**REQUIRED ACTION:** Look through the listing for the word "static". Copy each line that has it.

+ + + + +

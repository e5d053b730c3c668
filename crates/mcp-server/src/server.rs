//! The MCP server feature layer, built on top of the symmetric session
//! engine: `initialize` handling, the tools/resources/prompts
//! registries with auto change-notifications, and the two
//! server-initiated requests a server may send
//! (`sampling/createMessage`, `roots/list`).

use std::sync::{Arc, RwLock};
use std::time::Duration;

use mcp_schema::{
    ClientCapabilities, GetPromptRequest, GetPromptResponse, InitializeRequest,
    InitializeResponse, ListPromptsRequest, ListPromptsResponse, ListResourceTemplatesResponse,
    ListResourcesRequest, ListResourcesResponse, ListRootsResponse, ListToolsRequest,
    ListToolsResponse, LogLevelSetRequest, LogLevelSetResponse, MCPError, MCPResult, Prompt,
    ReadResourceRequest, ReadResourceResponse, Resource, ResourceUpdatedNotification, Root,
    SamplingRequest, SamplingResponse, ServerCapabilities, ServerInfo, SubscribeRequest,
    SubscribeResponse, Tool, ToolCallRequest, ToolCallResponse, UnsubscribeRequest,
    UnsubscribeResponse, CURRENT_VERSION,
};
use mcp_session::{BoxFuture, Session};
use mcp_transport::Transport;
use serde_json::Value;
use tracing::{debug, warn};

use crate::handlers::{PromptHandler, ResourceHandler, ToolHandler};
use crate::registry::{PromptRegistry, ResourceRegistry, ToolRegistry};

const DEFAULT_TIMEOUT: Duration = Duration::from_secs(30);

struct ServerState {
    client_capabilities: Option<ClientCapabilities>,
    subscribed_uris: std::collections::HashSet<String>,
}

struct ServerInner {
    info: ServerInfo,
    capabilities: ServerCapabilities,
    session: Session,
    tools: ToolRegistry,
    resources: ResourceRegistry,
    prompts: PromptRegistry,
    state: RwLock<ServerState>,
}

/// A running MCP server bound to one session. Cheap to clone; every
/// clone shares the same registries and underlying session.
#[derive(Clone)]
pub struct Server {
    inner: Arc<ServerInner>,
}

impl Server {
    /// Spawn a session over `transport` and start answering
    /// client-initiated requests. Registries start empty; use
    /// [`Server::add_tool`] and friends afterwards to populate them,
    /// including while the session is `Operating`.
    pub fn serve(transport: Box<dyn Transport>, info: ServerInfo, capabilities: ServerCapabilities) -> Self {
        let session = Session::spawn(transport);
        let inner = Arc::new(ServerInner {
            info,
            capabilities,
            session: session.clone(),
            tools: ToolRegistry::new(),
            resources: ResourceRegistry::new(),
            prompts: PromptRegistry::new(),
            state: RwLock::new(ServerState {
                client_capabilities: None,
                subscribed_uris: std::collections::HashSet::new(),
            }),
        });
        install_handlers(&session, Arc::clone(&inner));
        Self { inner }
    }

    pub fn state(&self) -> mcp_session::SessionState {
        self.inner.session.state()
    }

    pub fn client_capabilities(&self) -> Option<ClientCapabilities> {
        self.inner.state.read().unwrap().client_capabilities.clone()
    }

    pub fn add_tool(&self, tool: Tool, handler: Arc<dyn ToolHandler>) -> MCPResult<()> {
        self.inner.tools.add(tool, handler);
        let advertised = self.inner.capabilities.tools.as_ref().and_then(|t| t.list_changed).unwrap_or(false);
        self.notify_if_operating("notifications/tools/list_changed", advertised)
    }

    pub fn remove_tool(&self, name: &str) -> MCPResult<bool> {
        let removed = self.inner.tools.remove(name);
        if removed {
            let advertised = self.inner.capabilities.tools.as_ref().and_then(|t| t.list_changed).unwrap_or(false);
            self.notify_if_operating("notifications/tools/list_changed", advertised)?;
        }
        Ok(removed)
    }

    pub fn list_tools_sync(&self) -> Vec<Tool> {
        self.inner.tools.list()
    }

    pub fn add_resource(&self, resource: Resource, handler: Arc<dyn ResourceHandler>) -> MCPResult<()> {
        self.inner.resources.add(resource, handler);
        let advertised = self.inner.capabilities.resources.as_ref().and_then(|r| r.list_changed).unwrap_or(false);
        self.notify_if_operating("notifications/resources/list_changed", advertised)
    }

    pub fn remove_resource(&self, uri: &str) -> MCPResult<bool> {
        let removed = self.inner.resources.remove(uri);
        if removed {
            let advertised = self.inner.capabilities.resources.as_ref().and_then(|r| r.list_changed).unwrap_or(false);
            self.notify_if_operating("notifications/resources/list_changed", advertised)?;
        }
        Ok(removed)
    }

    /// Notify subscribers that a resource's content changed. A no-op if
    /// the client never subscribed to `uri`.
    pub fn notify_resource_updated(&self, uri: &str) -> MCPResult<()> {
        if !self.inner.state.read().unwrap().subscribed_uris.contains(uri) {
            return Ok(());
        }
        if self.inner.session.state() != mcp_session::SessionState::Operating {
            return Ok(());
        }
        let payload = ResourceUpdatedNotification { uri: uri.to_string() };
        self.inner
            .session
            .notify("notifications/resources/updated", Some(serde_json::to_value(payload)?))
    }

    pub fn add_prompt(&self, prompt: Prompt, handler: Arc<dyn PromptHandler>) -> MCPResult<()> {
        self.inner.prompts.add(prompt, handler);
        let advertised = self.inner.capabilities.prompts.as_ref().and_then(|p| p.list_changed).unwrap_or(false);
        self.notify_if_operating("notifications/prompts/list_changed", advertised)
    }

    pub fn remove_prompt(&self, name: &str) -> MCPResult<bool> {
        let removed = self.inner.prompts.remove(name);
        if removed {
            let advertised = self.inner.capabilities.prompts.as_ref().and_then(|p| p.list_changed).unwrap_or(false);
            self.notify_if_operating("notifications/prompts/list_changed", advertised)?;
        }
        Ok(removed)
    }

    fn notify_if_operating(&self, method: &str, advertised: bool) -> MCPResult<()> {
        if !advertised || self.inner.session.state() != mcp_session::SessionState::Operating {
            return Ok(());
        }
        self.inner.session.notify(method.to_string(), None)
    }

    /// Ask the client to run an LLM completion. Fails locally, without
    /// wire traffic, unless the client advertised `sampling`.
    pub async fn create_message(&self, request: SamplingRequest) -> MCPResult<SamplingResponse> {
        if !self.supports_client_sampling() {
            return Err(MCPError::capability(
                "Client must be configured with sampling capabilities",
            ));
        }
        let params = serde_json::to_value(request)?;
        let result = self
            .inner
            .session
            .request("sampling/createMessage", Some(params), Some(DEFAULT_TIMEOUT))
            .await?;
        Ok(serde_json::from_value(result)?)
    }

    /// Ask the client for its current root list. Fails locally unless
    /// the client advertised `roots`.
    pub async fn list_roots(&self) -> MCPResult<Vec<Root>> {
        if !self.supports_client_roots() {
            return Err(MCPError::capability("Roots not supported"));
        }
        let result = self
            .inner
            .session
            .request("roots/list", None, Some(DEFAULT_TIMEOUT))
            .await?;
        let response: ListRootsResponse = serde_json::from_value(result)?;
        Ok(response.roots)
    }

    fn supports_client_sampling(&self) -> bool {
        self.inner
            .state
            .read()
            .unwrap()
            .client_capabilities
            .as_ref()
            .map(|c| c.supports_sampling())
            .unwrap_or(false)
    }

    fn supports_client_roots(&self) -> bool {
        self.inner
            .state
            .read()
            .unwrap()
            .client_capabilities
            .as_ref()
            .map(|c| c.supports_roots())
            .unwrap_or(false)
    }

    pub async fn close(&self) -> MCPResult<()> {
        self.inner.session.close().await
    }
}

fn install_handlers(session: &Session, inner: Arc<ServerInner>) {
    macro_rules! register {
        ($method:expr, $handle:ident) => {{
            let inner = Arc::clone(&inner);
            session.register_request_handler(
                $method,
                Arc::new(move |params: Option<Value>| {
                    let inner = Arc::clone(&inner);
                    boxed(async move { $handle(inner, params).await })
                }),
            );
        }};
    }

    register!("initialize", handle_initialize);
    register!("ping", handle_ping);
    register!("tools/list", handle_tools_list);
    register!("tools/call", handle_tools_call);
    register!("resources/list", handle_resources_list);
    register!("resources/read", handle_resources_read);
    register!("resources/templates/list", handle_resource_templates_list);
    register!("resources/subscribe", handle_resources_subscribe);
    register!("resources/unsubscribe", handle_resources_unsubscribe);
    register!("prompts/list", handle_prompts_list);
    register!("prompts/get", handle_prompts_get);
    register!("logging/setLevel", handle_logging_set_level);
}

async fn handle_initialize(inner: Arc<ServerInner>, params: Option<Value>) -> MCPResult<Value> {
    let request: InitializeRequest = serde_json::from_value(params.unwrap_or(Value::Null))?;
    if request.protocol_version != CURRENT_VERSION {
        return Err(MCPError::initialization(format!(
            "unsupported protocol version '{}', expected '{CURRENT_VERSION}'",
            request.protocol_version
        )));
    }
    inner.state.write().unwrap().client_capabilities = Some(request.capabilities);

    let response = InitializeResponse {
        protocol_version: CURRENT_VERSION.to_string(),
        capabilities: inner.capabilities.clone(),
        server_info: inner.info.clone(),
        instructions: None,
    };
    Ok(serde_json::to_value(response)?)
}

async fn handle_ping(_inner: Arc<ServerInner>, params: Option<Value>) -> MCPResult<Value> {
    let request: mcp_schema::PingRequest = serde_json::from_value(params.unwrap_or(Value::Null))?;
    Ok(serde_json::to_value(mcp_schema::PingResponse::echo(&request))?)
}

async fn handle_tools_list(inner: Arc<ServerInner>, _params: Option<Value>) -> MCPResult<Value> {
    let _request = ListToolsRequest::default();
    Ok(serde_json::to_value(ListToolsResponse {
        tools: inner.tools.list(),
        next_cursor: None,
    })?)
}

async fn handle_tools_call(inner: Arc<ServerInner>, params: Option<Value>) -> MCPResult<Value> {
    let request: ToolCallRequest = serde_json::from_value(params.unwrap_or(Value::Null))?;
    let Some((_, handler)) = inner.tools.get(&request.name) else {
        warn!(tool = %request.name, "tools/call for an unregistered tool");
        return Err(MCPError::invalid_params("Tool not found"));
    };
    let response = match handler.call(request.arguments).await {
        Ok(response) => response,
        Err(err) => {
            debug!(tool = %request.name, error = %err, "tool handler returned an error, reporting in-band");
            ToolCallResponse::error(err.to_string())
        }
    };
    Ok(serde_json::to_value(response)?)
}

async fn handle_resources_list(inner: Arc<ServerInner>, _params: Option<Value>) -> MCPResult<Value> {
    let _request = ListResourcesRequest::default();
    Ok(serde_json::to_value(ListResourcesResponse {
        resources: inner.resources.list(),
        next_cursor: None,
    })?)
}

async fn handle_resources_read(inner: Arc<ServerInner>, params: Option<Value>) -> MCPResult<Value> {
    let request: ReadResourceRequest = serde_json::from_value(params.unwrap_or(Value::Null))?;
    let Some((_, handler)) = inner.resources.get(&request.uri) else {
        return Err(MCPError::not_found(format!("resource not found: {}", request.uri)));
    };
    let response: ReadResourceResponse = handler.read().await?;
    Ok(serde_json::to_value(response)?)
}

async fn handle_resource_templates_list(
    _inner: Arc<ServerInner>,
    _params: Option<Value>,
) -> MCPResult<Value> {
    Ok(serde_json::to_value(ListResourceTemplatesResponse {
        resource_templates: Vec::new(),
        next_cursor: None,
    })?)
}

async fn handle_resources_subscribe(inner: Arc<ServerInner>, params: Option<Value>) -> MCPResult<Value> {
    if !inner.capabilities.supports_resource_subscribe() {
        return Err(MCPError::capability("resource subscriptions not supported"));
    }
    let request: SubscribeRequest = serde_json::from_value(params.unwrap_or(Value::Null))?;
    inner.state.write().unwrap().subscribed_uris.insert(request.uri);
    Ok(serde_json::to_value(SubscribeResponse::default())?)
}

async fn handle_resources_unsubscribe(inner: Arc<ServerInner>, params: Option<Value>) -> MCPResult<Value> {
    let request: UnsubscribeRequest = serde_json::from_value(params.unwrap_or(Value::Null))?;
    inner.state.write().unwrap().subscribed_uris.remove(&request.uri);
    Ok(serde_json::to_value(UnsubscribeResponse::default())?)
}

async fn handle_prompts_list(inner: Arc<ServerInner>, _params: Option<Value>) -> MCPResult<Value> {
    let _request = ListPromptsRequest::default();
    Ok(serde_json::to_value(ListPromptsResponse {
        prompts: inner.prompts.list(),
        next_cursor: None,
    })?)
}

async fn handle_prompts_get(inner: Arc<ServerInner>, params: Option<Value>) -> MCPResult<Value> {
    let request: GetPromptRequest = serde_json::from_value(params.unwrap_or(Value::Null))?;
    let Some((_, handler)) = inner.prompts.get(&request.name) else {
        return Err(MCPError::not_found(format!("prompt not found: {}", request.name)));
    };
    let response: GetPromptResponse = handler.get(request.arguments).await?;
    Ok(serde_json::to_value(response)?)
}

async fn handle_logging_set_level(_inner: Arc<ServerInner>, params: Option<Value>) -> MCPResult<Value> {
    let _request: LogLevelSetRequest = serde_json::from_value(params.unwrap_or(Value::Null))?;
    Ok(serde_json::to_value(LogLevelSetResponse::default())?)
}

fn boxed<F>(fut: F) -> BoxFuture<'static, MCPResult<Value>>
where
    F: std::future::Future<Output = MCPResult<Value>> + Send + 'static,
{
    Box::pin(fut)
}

+ + + + +

**ANSWER SECTION:**
fn boxed<F>(fut: F) -> BoxFuture<'static, MCPResult<Value>>
    F: std::future::Future<Output = MCPResult<Value>> + Send + 'static,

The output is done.